El visitante que llega a Alfoz de Maderuelo no se puede marchar sin degustar unos sabrosos embutidos. El restaurante les ofrece una cuidada selección. No falta el jamón de bellota, chorizo, lomo embuchado, cecina y salchichón.  Todos de la región.  Todos ibéricos.  

La calidad tanto en las carnes como en su aliño y preparación, otorgan a nuestros platos su sabor natural y agradable.

Sin duda el cordero lechal, llamado lechazo en esta tierra, asado con leña en horno de barro, lentamente, al estilo segoviano, se hace notar, no sólo por su presencia sobre el mantel si no por el aroma que impregna en cada rincón del salón.

Como no debe ser de otro modo, el cordero debe proceder de rebaños de raza churra, que aún encontramos pastando en estos páramos del nordeste segoviano y el oriente soriano. La rudeza de los suelos y del clima genera unos pastizales muy pobres que los pastores deben complementar con rastrojos y ramoneo de arbustos o plantas rastreras aromáticas, como tomillos, salvias y espliegos.  
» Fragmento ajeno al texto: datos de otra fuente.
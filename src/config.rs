//! Configuration file handling
//!
//! Settings live in `config.toml` under the XDG config directory
//! (`~/.config/lyrix/` on Linux). A missing file means defaults; missing
//! keys fall back to their defaults individually.

use std::fs;
use std::path::{Path, PathBuf};
use std::time::Duration;

use directories::ProjectDirs;
use serde::{Deserialize, Serialize};
use thiserror::Error;

use crate::theme::fetcher::DEFAULT_API_BASE_URL;

/// Errors that can occur when loading configuration
#[derive(Debug, Error)]
pub enum ConfigError {
    #[error("failed to read config {path}: {source}")]
    Io {
        path: PathBuf,
        source: std::io::Error,
    },

    #[error("failed to parse config {path}: {source}")]
    Parse {
        path: PathBuf,
        source: toml::de::Error,
    },

    #[error("invalid config: {0}")]
    Invalid(String),
}

#[derive(Debug, Clone, PartialEq, Serialize, Deserialize)]
#[serde(default)]
pub struct LyrixConfig {
    /// Base URL of the Lyrix backend API
    pub api_base_url: String,
    /// Per-request timeout for backend calls
    pub request_timeout_secs: u64,
    /// How long fetched themes stay cached
    pub theme_ttl_minutes: u64,
    /// Interval between expiry sweeps
    pub sweep_interval_secs: u64,
    /// Default log filter when `LYRIX_LOG` is unset
    pub log_level: String,
    /// Directory for the session snapshot; defaults to the XDG cache dir
    pub session_dir: Option<PathBuf>,
}

impl Default for LyrixConfig {
    fn default() -> Self {
        Self {
            api_base_url: DEFAULT_API_BASE_URL.to_string(),
            request_timeout_secs: 20,
            theme_ttl_minutes: 30,
            sweep_interval_secs: 300,
            log_level: "warn".to_string(),
            session_dir: None,
        }
    }
}

impl LyrixConfig {
    pub fn request_timeout(&self) -> Duration {
        Duration::from_secs(self.request_timeout_secs)
    }

    pub fn theme_ttl(&self) -> Duration {
        Duration::from_secs(self.theme_ttl_minutes.saturating_mul(60))
    }

    pub fn sweep_interval(&self) -> Duration {
        Duration::from_secs(self.sweep_interval_secs)
    }

    /// Rejects values the cache and HTTP client cannot work with
    pub fn validate(&self) -> Result<(), ConfigError> {
        if self.api_base_url.trim().is_empty() {
            return Err(ConfigError::Invalid("api_base_url must not be empty".to_string()));
        }
        if self.request_timeout_secs == 0 {
            return Err(ConfigError::Invalid(
                "request_timeout_secs must be greater than zero".to_string(),
            ));
        }
        if self.theme_ttl_minutes == 0 {
            return Err(ConfigError::Invalid(
                "theme_ttl_minutes must be greater than zero".to_string(),
            ));
        }
        if self.sweep_interval_secs == 0 {
            return Err(ConfigError::Invalid(
                "sweep_interval_secs must be greater than zero".to_string(),
            ));
        }
        Ok(())
    }
}

/// Default location of `config.toml`, if a home directory is available
pub fn default_config_path() -> Option<PathBuf> {
    let proj = ProjectDirs::from("", "", "lyrix")?;
    Some(proj.config_dir().join("config.toml"))
}

/// Loads configuration from `override_path` or the default location
pub fn load(override_path: Option<&Path>) -> Result<LyrixConfig, ConfigError> {
    let path = match override_path {
        Some(p) => p.to_path_buf(),
        None => match default_config_path() {
            Some(p) => p,
            None => return Ok(LyrixConfig::default()),
        },
    };

    let raw = match fs::read_to_string(&path) {
        Ok(raw) => raw,
        Err(e) if e.kind() == std::io::ErrorKind::NotFound && override_path.is_none() => {
            return Ok(LyrixConfig::default());
        }
        Err(source) => return Err(ConfigError::Io { path, source }),
    };

    let cfg: LyrixConfig =
        toml::from_str(&raw).map_err(|source| ConfigError::Parse { path, source })?;
    cfg.validate()?;
    Ok(cfg)
}

#[cfg(test)]
mod tests {
    use super::*;
    use tempfile::TempDir;

    fn write_config(contents: &str) -> (PathBuf, TempDir) {
        let temp_dir = TempDir::new().expect("Failed to create temp directory");
        let path = temp_dir.path().join("config.toml");
        fs::write(&path, contents).expect("Should write config");
        (path, temp_dir)
    }

    #[test]
    fn test_defaults() {
        let cfg = LyrixConfig::default();
        assert_eq!(cfg.api_base_url, "http://127.0.0.1:5000/api");
        assert_eq!(cfg.theme_ttl(), Duration::from_secs(30 * 60));
        assert_eq!(cfg.sweep_interval(), Duration::from_secs(300));
        assert_eq!(cfg.request_timeout(), Duration::from_secs(20));
        assert!(cfg.validate().is_ok());
    }

    #[test]
    fn test_partial_file_keeps_other_defaults() {
        let (path, _temp_dir) = write_config(
            r#"
            api_base_url = "https://lyrix.example.com/api"
            theme_ttl_minutes = 10
            "#,
        );

        let cfg = load(Some(&path)).expect("config should load");

        assert_eq!(cfg.api_base_url, "https://lyrix.example.com/api");
        assert_eq!(cfg.theme_ttl(), Duration::from_secs(600));
        assert_eq!(cfg.sweep_interval_secs, 300);
        assert!(cfg.session_dir.is_none());
    }

    #[test]
    fn test_zero_ttl_is_rejected() {
        let (path, _temp_dir) = write_config("theme_ttl_minutes = 0");

        let err = load(Some(&path)).unwrap_err();

        assert!(matches!(err, ConfigError::Invalid(_)));
        assert!(err.to_string().contains("theme_ttl_minutes"));
    }

    #[test]
    fn test_malformed_file_is_parse_error() {
        let (path, _temp_dir) = write_config("theme_ttl_minutes = \"soon\"");

        let err = load(Some(&path)).unwrap_err();

        assert!(matches!(err, ConfigError::Parse { .. }));
    }

    #[test]
    fn test_missing_explicit_file_is_error() {
        let temp_dir = TempDir::new().expect("Failed to create temp directory");
        let path = temp_dir.path().join("absent.toml");

        let err = load(Some(&path)).unwrap_err();

        assert!(matches!(err, ConfigError::Io { .. }));
    }

    #[test]
    fn test_toml_round_trip() {
        let cfg = LyrixConfig {
            session_dir: Some(PathBuf::from("/tmp/lyrix")),
            ..LyrixConfig::default()
        };

        let raw = toml::to_string_pretty(&cfg).unwrap();
        let parsed: LyrixConfig = toml::from_str(&raw).unwrap();

        assert_eq!(parsed, cfg);
    }
}
//! Session snapshot of the theme cache
//!
//! Provides a `SessionCache` that saves the whole `ThemeStore` as one JSON
//! object and restores it at start-up, dropping expired entries. Persistence
//! is best effort: every failure is logged and swallowed.

use std::collections::BTreeMap;
use std::fs;
use std::path::{Path, PathBuf};
use std::sync::{Arc, Mutex, PoisonError};

use chrono::{DateTime, Utc};
use directories::ProjectDirs;
use serde::{Deserialize, Serialize};
use thiserror::Error;
use tracing::{debug, info, warn};

use super::store::{CacheEntry, ThemeStore};
use crate::theme::ThemeKey;

/// Well-known storage key, distinct from any other cached data
pub const SESSION_STORAGE_KEY: &str = "lyrix-theme-cache";

/// Errors from reading or writing a snapshot
#[derive(Debug, Error)]
pub enum PersistenceError {
    #[error("session storage I/O failed: {0}")]
    Io(#[from] std::io::Error),

    #[error("session snapshot could not be encoded: {0}")]
    Serialize(#[from] serde_json::Error),
}

/// One persisted entry, in the layout the web client used
#[derive(Debug, Clone, PartialEq, Serialize, Deserialize)]
struct SnapshotEntry {
    /// The cached theme text
    theme: String,
    /// When the entry was cached
    #[serde(with = "chrono::serde::ts_milliseconds")]
    timestamp: DateTime<Utc>,
    /// When the entry expires
    #[serde(with = "chrono::serde::ts_milliseconds")]
    expires: DateTime<Utc>,
}

/// A single session-scoped storage slot
pub trait SessionStorage: Send + Sync {
    /// Returns the stored snapshot, or `None` if nothing has been stored
    fn read(&self) -> Result<Option<String>, PersistenceError>;

    fn write(&self, contents: &str) -> Result<(), PersistenceError>;

    fn remove(&self) -> Result<(), PersistenceError>;
}

/// Stores the snapshot as a JSON file in a cache directory
///
/// Uses `~/.cache/lyrix/` on Linux, or the equivalent XDG path elsewhere.
#[derive(Debug, Clone)]
pub struct FileStorage {
    dir: PathBuf,
}

impl FileStorage {
    /// Creates storage in the XDG cache directory
    ///
    /// Returns `None` if the directory cannot be determined (e.g., no home directory).
    pub fn new() -> Option<Self> {
        let project_dirs = ProjectDirs::from("", "", "lyrix")?;
        Some(Self::with_dir(project_dirs.cache_dir().to_path_buf()))
    }

    /// Creates storage in a specific directory
    pub fn with_dir(dir: PathBuf) -> Self {
        Self { dir }
    }

    /// Path of the snapshot file
    pub fn path(&self) -> PathBuf {
        self.dir.join(format!("{}.json", SESSION_STORAGE_KEY))
    }

    pub fn dir(&self) -> &Path {
        &self.dir
    }
}

impl SessionStorage for FileStorage {
    fn read(&self) -> Result<Option<String>, PersistenceError> {
        match fs::read_to_string(self.path()) {
            Ok(contents) => Ok(Some(contents)),
            Err(e) if e.kind() == std::io::ErrorKind::NotFound => Ok(None),
            Err(e) => Err(e.into()),
        }
    }

    fn write(&self, contents: &str) -> Result<(), PersistenceError> {
        fs::create_dir_all(&self.dir)?;
        fs::write(self.path(), contents)?;
        Ok(())
    }

    fn remove(&self) -> Result<(), PersistenceError> {
        match fs::remove_file(self.path()) {
            Ok(()) => Ok(()),
            Err(e) if e.kind() == std::io::ErrorKind::NotFound => Ok(()),
            Err(e) => Err(e.into()),
        }
    }
}

/// Keeps the snapshot in process memory; cloned handles share the slot
#[derive(Debug, Clone, Default)]
pub struct MemoryStorage {
    slot: Arc<Mutex<Option<String>>>,
}

impl MemoryStorage {
    pub fn new() -> Self {
        Self::default()
    }

    /// Current raw contents of the slot
    pub fn contents(&self) -> Option<String> {
        self.slot
            .lock()
            .unwrap_or_else(PoisonError::into_inner)
            .clone()
    }
}

impl SessionStorage for MemoryStorage {
    fn read(&self) -> Result<Option<String>, PersistenceError> {
        Ok(self.contents())
    }

    fn write(&self, contents: &str) -> Result<(), PersistenceError> {
        *self.slot.lock().unwrap_or_else(PoisonError::into_inner) = Some(contents.to_string());
        Ok(())
    }

    fn remove(&self) -> Result<(), PersistenceError> {
        *self.slot.lock().unwrap_or_else(PoisonError::into_inner) = None;
        Ok(())
    }
}

/// Loads and saves `ThemeStore` snapshots through a `SessionStorage`
#[derive(Clone)]
pub struct SessionCache {
    storage: Arc<dyn SessionStorage>,
}

impl std::fmt::Debug for SessionCache {
    fn fmt(&self, f: &mut std::fmt::Formatter<'_>) -> std::fmt::Result {
        f.debug_struct("SessionCache").finish_non_exhaustive()
    }
}

impl SessionCache {
    pub fn new(storage: impl SessionStorage + 'static) -> Self {
        Self {
            storage: Arc::new(storage),
        }
    }

    /// Restores the store saved by an earlier run
    ///
    /// Missing, unreadable or corrupt snapshots behave as an empty cache.
    /// Expired entries and unrecognized keys are dropped.
    pub fn load(&self, now: DateTime<Utc>) -> ThemeStore {
        let raw = match self.storage.read() {
            Ok(Some(raw)) => raw,
            Ok(None) => return ThemeStore::new(),
            Err(e) => {
                warn!(error = %e, "failed to read theme cache snapshot");
                return ThemeStore::new();
            }
        };

        let snapshot: BTreeMap<String, SnapshotEntry> = match serde_json::from_str(&raw) {
            Ok(snapshot) => snapshot,
            Err(e) => {
                warn!(error = %e, "ignoring corrupt theme cache snapshot");
                return ThemeStore::new();
            }
        };

        let total = snapshot.len();
        let entries = snapshot.into_iter().filter_map(|(raw_key, entry)| {
            let Some(key) = ThemeKey::parse(&raw_key) else {
                debug!(key = %raw_key, "dropping snapshot entry with unrecognized key");
                return None;
            };
            Some((
                key,
                CacheEntry {
                    value: entry.theme,
                    created_at: entry.timestamp,
                    expires_at: entry.expires,
                },
            ))
        });
        let store = ThemeStore::from_entries(entries, now);

        info!(
            restored = store.len(),
            dropped = total - store.len(),
            "loaded theme cache snapshot"
        );
        store
    }

    /// Writes the full contents of `store`, logging any failure
    pub fn save(&self, store: &ThemeStore) {
        if let Err(e) = self.try_save(store) {
            warn!(error = %e, "failed to save theme cache snapshot");
        }
    }

    fn try_save(&self, store: &ThemeStore) -> Result<(), PersistenceError> {
        let snapshot: BTreeMap<String, SnapshotEntry> = store
            .entries()
            .map(|(key, entry)| {
                (
                    key.to_string(),
                    SnapshotEntry {
                        theme: entry.value.clone(),
                        timestamp: entry.created_at,
                        expires: entry.expires_at,
                    },
                )
            })
            .collect();

        let json = serde_json::to_string(&snapshot)?;
        self.storage.write(&json)
    }

    /// Removes the stored snapshot, logging any failure
    pub fn clear(&self) {
        if let Err(e) = self.storage.remove() {
            warn!(error = %e, "failed to remove theme cache snapshot");
        }
    }
}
Todo ello infunde a la carne un sabor incomparable, especialmente en los lechales y hace de nuestros asados un manjar suculento y recomendable.

Les recordamos que, para comer assado, deben encargarlo con suficiente antelación, llamando al 921 55 62 94.

Una vez sentados a la mesa, tanto las vistas como el encanto del salón pasarán a un segundo plano, ya que podrán degustar un buen número de platos, muy ligados a la cocina y sabores castellanos, donde no faltará el lechazo, los ibéricos así como las carnes de ternera que han hecho famosa a la Sierra de Riaza y sus pastos.

Si, por otro lado, le apetece reencontrarse con sabores tradicionales le recomendamos que pruebe  las croquetas caseras, sopas y consomés, cazuelitas de callos, lomo y chorizo de la olla o la apreciada morcilla de Aranda.

Y una buena comida debiera finalizar con jugosa fruta fresca o con un delicioso postre.  Les ofrecemos apetitosas natillas, arroz con leche, helados o tartas, según la época del año.

La bodega de Alfoz de Maderuelo le ofrece un buen complemento a  los platos servidos a la mesa.  Como no podía ser de otro modo, siempre están presentes los vinos de la Ribera del Duero, que han logrado cotas de gran calidad y prestigio, ofreciendo unos muy recomendables tintos y rosados.

Desde el Alfoz de Maderuelo, se apoya sin reservas los caldos elaborados en las bodegas vecinas, de gran nivel y creciente aprecio entre los que gustan del buen vino.

Los vinos de Rioja tampoco pueden faltar así como otras denominaciones: Somontano, Rueda, etc. que completan nuestra bodega.